- What you are asked to do -
Copy out the lines below that hold the word "trajectory".

- Dataset records -
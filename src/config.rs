use std::fs;
use std::path::{Path, PathBuf};

use serde::{Deserialize, Serialize};

use crate::sampler::RoundingPolicy;
use crate::{CrnError, Result};

/// Simulation window and dataset dimensions for stochastic trajectory generation.
#[derive(Debug, Clone, PartialEq, Serialize, Deserialize)]
#[serde(default)]
pub struct SimulationConfig {
    /// Time of the first recorded point
    pub start_time: f64,
    /// Time of the last recorded point
    pub end_time: f64,
    /// Number of intervals; every trajectory has `n_steps + 1` points
    pub n_steps: usize,
    /// Randomized initial conditions per dataset
    pub n_init_conditions: usize,
    /// Stochastic replicates per initial condition
    pub n_sims_per_init_condition: usize,
    /// Solver seed, 0 means entropy-seeded
    pub random_seed: u64,
}

impl Default for SimulationConfig {
    fn default() -> Self {
        Self {
            start_time: 0.0,
            end_time: 50.0,
            n_steps: 50,
            n_init_conditions: 100,
            n_sims_per_init_condition: 10,
            random_seed: 0,
        }
    }
}

impl SimulationConfig {
    pub fn validate(&self) -> Result<()> {
        if !self.start_time.is_finite() || !self.end_time.is_finite() {
            return Err(CrnError::InvalidConfig(
                "start_time and end_time must be finite".to_string(),
            ));
        }

        if self.end_time <= self.start_time {
            return Err(CrnError::InvalidConfig(
                "end_time must be greater than start_time".to_string(),
            ));
        }

        if self.n_steps == 0 {
            return Err(CrnError::InvalidConfig(
                "n_steps must be greater than zero".to_string(),
            ));
        }

        if self.n_init_conditions == 0 {
            return Err(CrnError::InvalidConfig(
                "n_init_conditions must be greater than zero".to_string(),
            ));
        }

        if self.n_sims_per_init_condition == 0 {
            return Err(CrnError::InvalidConfig(
                "n_sims_per_init_condition must be greater than zero".to_string(),
            ));
        }

        Ok(())
    }

    pub fn step_size(&self) -> f64 {
        (self.end_time - self.start_time) / self.n_steps as f64
    }

    pub fn n_points(&self) -> usize {
        self.n_steps + 1
    }

    pub fn n_samples(&self) -> usize {
        self.n_init_conditions * self.n_sims_per_init_condition
    }
}

/// Perturbation policy for initial conditions and rate parameters.
#[derive(Debug, Clone, PartialEq, Serialize, Deserialize)]
#[serde(default)]
pub struct RandomizationConfig {
    pub range_percentage: f64,
    pub zero_perturb_prob: f64,
    pub zero_perturb_range: (f64, f64),
    pub perturb_parameters: bool,
    pub parameter_range_percentage: f64,
    /// Seed for the randomization stream, 0 means entropy-seeded
    pub seed: u64,
}

impl Default for RandomizationConfig {
    fn default() -> Self {
        Self {
            range_percentage: 0.1,
            zero_perturb_prob: 0.9,
            zero_perturb_range: (0.0, 10.0),
            perturb_parameters: false,
            parameter_range_percentage: 0.1,
            seed: 0,
        }
    }
}

impl RandomizationConfig {
    pub fn validate(&self) -> Result<()> {
        check_fraction("range_percentage", self.range_percentage)?;
        check_fraction("zero_perturb_prob", self.zero_perturb_prob)?;
        check_fraction("parameter_range_percentage", self.parameter_range_percentage)?;

        let (low, high) = self.zero_perturb_range;
        if !low.is_finite() || !high.is_finite() || low > high {
            return Err(CrnError::InvalidConfig(
                "zero_perturb_range must be a finite (low, high) pair with low <= high".to_string(),
            ));
        }

        Ok(())
    }
}

#[derive(Debug, Clone, PartialEq, Serialize, Deserialize)]
#[serde(default)]
pub struct TrainingConfig {
    pub n_epochs: usize,
    pub patience: usize,
    pub batch_size: usize,
    /// Leading share of trajectories used for training; the rest is held out
    pub train_fraction: f64,
    pub learning_rate: f64,
    /// Stop as converged once the monitored loss reaches this value
    pub target_loss: Option<f64>,
    /// Load the best checkpoint back into the model when training ends
    pub restore_best: bool,
    /// Best weights are also written here on every improvement
    pub checkpoint_path: Option<PathBuf>,
    /// Shuffle seed, 0 means entropy-seeded
    pub seed: u64,
}

impl Default for TrainingConfig {
    fn default() -> Self {
        Self {
            n_epochs: 20,
            patience: 8,
            batch_size: 128,
            train_fraction: 0.8,
            learning_rate: 1.0e-3,
            target_loss: None,
            restore_best: true,
            checkpoint_path: None,
            seed: 0,
        }
    }
}

impl TrainingConfig {
    pub fn validate(&self) -> Result<()> {
        if self.n_epochs == 0 {
            return Err(CrnError::InvalidConfig("n_epochs must be >= 1".to_string()));
        }
        if self.patience == 0 {
            return Err(CrnError::InvalidConfig("patience must be >= 1".to_string()));
        }
        if self.batch_size == 0 {
            return Err(CrnError::InvalidConfig("batch_size must be >= 1".to_string()));
        }
        if !(self.train_fraction > 0.0 && self.train_fraction <= 1.0) {
            return Err(CrnError::InvalidConfig(
                "train_fraction must be in (0, 1]".to_string(),
            ));
        }
        if !(self.learning_rate.is_finite() && self.learning_rate > 0.0) {
            return Err(CrnError::InvalidConfig(
                "learning_rate must be a positive finite value".to_string(),
            ));
        }
        if let Some(target) = self.target_loss {
            if !target.is_finite() {
                return Err(CrnError::InvalidConfig(
                    "target_loss must be finite".to_string(),
                ));
            }
        }
        Ok(())
    }
}

/// Compute device for surrogate evaluation.
#[derive(Debug, Clone, Copy, Default, PartialEq, Eq, Serialize, Deserialize)]
#[serde(rename_all = "snake_case")]
pub enum Device {
    #[default]
    Cpu,
}

#[derive(Debug, Clone, PartialEq, Serialize, Deserialize)]
#[serde(default)]
pub struct SurrogateConfig {
    pub hidden_size: usize,
    pub num_layers: usize,
    pub device: Device,
    /// Weight initialization seed, 0 means entropy-seeded
    pub init_seed: u64,
}

impl Default for SurrogateConfig {
    fn default() -> Self {
        Self {
            hidden_size: 50,
            num_layers: 2,
            device: Device::Cpu,
            init_seed: 0,
        }
    }
}

impl SurrogateConfig {
    pub fn validate(&self) -> Result<()> {
        if self.hidden_size == 0 {
            return Err(CrnError::InvalidConfig("hidden_size must be >= 1".to_string()));
        }
        if self.num_layers == 0 {
            return Err(CrnError::InvalidConfig("num_layers must be >= 1".to_string()));
        }
        Ok(())
    }
}

#[derive(Debug, Clone, PartialEq, Serialize, Deserialize)]
#[serde(default)]
pub struct SamplerConfig {
    pub n_steps: usize,
    pub n_sims_per_condition: usize,
    pub rounding: RoundingPolicy,
}

impl Default for SamplerConfig {
    fn default() -> Self {
        Self {
            n_steps: 10,
            n_sims_per_condition: 1,
            rounding: RoundingPolicy::Nearest,
        }
    }
}

impl SamplerConfig {
    pub fn validate(&self) -> Result<()> {
        if self.n_steps == 0 {
            return Err(CrnError::InvalidConfig(
                "sampler n_steps must be >= 1".to_string(),
            ));
        }
        if self.n_sims_per_condition == 0 {
            return Err(CrnError::InvalidConfig(
                "sampler n_sims_per_condition must be >= 1".to_string(),
            ));
        }
        Ok(())
    }
}

/// Every stage of the pipeline in one TOML document.
#[derive(Debug, Clone, Default, PartialEq, Serialize, Deserialize)]
#[serde(default)]
pub struct PipelineConfig {
    pub simulation: SimulationConfig,
    pub randomization: RandomizationConfig,
    pub training: TrainingConfig,
    pub surrogate: SurrogateConfig,
    pub sampler: SamplerConfig,
}

impl PipelineConfig {
    pub fn from_toml_str(raw: &str) -> Result<Self> {
        let cfg: PipelineConfig = toml::from_str(raw)?;
        cfg.validate()?;
        Ok(cfg)
    }

    pub fn from_toml_file(path: &Path) -> Result<Self> {
        let raw = fs::read_to_string(path)?;
        Self::from_toml_str(&raw)
    }

    pub fn validate(&self) -> Result<()> {
        self.simulation.validate()?;
        self.randomization.validate()?;
        self.training.validate()?;
        self.surrogate.validate()?;
        self.sampler.validate()?;
        Ok(())
    }
}

fn check_fraction(name: &str, value: f64) -> Result<()> {
    if (0.0..=1.0).contains(&value) {
        return Ok(());
    }

    Err(CrnError::InvalidConfig(format!("{name} must be in [0, 1]")))
}

#[cfg(test)]
mod tests {
    use super::*;

    #[test]
    fn defaults_are_valid() {
        PipelineConfig::default().validate().unwrap();
    }

    #[test]
    fn step_size_spans_window() {
        let cfg = SimulationConfig {
            start_time: 0.0,
            end_time: 10.0,
            n_steps: 20,
            ..SimulationConfig::default()
        };
        assert!((cfg.step_size() - 0.5).abs() < 1e-12);
        assert_eq!(cfg.n_points(), 21);
    }

    #[test]
    fn rejects_inverted_window() {
        let cfg = SimulationConfig {
            start_time: 5.0,
            end_time: 1.0,
            ..SimulationConfig::default()
        };
        assert!(matches!(cfg.validate(), Err(CrnError::InvalidConfig(_))));
    }

    #[test]
    fn rejects_zero_patience() {
        let cfg = TrainingConfig {
            patience: 0,
            ..TrainingConfig::default()
        };
        assert!(cfg.validate().is_err());
    }

    #[test]
    fn rejects_out_of_range_probability() {
        let cfg = RandomizationConfig {
            zero_perturb_prob: 1.5,
            ..RandomizationConfig::default()
        };
        assert!(cfg.validate().is_err());
    }

    #[test]
    fn partial_toml_falls_back_to_defaults() {
        let raw = r#"
            [simulation]
            end_time = 20.0
            n_steps = 40

            [training]
            n_epochs = 5
            patience = 2
        "#;
        let cfg = PipelineConfig::from_toml_str(raw).unwrap();
        assert_eq!(cfg.simulation.n_steps, 40);
        assert_eq!(cfg.simulation.n_init_conditions, 100);
        assert_eq!(cfg.training.n_epochs, 5);
        assert_eq!(cfg.training.batch_size, 128);
        assert_eq!(cfg.surrogate.device, Device::Cpu);
    }

    #[test]
    fn shipped_default_config_matches_defaults() {
        let cfg = PipelineConfig::from_toml_str(include_str!("../configs/default.toml")).unwrap();
        assert_eq!(cfg, PipelineConfig::default());
    }
}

- Expected output -
/// Simulation window and dataset dimensions for stochastic trajectory generation.
    /// Number of intervals; every trajectory has `n_steps + 1` points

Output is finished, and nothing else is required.